■ Try it ■
Below are the entries; give again exactly the lines from the one mentioning "use crate::config::ReplayConfig;" through the one mentioning "let config = Arc::clone(&shared_config);", inclusive.

Top of Raw data

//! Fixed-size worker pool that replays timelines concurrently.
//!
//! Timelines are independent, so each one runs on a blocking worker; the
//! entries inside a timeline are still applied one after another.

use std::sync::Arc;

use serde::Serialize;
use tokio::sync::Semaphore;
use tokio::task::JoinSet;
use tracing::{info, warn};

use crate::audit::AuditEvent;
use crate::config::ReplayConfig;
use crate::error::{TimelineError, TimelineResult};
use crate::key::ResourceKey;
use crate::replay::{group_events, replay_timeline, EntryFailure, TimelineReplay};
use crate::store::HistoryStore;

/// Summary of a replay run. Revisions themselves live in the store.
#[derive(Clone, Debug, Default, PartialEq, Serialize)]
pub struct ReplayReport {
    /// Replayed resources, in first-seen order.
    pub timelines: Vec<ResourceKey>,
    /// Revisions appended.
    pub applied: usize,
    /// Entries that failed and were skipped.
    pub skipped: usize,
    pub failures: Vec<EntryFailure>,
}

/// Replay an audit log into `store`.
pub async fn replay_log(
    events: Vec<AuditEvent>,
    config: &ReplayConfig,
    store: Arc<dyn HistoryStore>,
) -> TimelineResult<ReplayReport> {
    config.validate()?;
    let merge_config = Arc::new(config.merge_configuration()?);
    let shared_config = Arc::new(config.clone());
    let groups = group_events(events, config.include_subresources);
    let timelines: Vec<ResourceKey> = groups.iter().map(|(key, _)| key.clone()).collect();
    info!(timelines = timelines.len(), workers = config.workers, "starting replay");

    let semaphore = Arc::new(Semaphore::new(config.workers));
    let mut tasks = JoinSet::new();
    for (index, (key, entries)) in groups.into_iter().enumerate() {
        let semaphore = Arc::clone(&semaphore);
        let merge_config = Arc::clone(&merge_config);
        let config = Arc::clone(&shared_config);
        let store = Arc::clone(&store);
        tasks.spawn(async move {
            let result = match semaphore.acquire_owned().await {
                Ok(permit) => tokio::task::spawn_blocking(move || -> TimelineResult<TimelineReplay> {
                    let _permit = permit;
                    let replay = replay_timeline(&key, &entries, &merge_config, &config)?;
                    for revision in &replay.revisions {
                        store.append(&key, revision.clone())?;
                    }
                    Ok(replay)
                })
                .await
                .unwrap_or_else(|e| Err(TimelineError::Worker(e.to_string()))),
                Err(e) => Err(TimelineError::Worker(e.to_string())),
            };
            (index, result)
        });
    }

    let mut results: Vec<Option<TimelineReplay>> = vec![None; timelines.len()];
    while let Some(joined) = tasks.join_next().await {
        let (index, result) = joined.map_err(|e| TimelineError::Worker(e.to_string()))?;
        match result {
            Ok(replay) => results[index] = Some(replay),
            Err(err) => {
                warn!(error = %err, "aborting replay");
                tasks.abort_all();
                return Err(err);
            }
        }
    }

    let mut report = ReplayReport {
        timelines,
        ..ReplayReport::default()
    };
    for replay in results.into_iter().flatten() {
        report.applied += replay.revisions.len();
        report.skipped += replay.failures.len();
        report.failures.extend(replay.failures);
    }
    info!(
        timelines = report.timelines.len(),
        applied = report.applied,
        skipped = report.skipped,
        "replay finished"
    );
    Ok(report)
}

Bottom of Raw data
Top of Raw data

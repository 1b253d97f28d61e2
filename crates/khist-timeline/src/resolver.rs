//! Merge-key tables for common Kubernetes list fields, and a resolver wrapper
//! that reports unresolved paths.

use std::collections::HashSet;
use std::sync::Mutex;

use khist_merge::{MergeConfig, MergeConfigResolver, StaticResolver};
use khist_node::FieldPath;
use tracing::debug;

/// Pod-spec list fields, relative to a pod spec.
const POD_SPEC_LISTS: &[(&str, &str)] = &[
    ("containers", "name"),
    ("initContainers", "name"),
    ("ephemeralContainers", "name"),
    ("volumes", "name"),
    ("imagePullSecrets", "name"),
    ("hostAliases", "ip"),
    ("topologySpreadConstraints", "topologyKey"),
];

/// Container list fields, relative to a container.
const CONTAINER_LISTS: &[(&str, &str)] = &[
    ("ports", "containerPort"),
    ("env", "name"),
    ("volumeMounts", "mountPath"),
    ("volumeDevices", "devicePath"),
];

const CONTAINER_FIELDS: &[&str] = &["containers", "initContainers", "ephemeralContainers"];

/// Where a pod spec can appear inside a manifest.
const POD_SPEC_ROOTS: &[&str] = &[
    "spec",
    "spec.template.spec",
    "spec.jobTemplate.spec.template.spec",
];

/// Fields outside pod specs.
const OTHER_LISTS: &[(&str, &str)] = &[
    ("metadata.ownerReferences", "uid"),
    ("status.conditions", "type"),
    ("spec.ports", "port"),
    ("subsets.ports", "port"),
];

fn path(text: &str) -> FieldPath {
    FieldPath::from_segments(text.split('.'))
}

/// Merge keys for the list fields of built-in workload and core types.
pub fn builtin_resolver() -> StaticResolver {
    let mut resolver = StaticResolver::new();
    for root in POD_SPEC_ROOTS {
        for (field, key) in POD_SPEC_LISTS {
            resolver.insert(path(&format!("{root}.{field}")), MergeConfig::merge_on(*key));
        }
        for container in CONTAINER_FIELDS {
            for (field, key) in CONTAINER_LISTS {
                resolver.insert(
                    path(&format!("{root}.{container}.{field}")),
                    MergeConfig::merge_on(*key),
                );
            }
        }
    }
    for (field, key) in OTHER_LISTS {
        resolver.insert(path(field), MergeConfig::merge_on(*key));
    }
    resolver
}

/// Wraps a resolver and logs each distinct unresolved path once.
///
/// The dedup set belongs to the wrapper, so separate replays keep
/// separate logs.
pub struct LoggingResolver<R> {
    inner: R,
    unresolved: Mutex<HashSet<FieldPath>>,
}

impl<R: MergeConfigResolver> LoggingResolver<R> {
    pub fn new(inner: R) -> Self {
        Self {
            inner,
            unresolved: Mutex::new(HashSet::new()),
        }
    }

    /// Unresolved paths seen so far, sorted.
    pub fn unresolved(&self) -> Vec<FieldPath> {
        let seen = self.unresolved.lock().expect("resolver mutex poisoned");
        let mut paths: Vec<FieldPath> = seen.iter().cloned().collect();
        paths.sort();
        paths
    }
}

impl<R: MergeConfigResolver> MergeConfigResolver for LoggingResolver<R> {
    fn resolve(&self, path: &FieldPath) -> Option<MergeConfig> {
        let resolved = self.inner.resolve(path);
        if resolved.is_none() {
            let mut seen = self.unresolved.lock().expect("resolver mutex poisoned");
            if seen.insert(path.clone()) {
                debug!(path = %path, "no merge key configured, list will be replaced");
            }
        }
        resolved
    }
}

Bottom of Raw data

■ Result for this task ■
use crate::config::ReplayConfig;
use crate::error::{TimelineError, TimelineResult};
use crate::key::ResourceKey;
use crate::replay::{group_events, replay_timeline, EntryFailure, TimelineReplay};
use crate::store::HistoryStore;

/// Summary of a replay run. Revisions themselves live in the store.
#[derive(Clone, Debug, Default, PartialEq, Serialize)]
pub struct ReplayReport {
    /// Replayed resources, in first-seen order.
    pub timelines: Vec<ResourceKey>,
    /// Revisions appended.
    pub applied: usize,
    /// Entries that failed and were skipped.
    pub skipped: usize,
    pub failures: Vec<EntryFailure>,
}

/// Replay an audit log into `store`.
pub async fn replay_log(
    events: Vec<AuditEvent>,
    config: &ReplayConfig,
    store: Arc<dyn HistoryStore>,
) -> TimelineResult<ReplayReport> {
    config.validate()?;
    let merge_config = Arc::new(config.merge_configuration()?);
    let shared_config = Arc::new(config.clone());
    let groups = group_events(events, config.include_subresources);
    let timelines: Vec<ResourceKey> = groups.iter().map(|(key, _)| key.clone()).collect();
    info!(timelines = timelines.len(), workers = config.workers, "starting replay");

    let semaphore = Arc::new(Semaphore::new(config.workers));
    let mut tasks = JoinSet::new();
    for (index, (key, entries)) in groups.into_iter().enumerate() {
        let semaphore = Arc::clone(&semaphore);
        let merge_config = Arc::clone(&merge_config);
        let config = Arc::clone(&shared_config);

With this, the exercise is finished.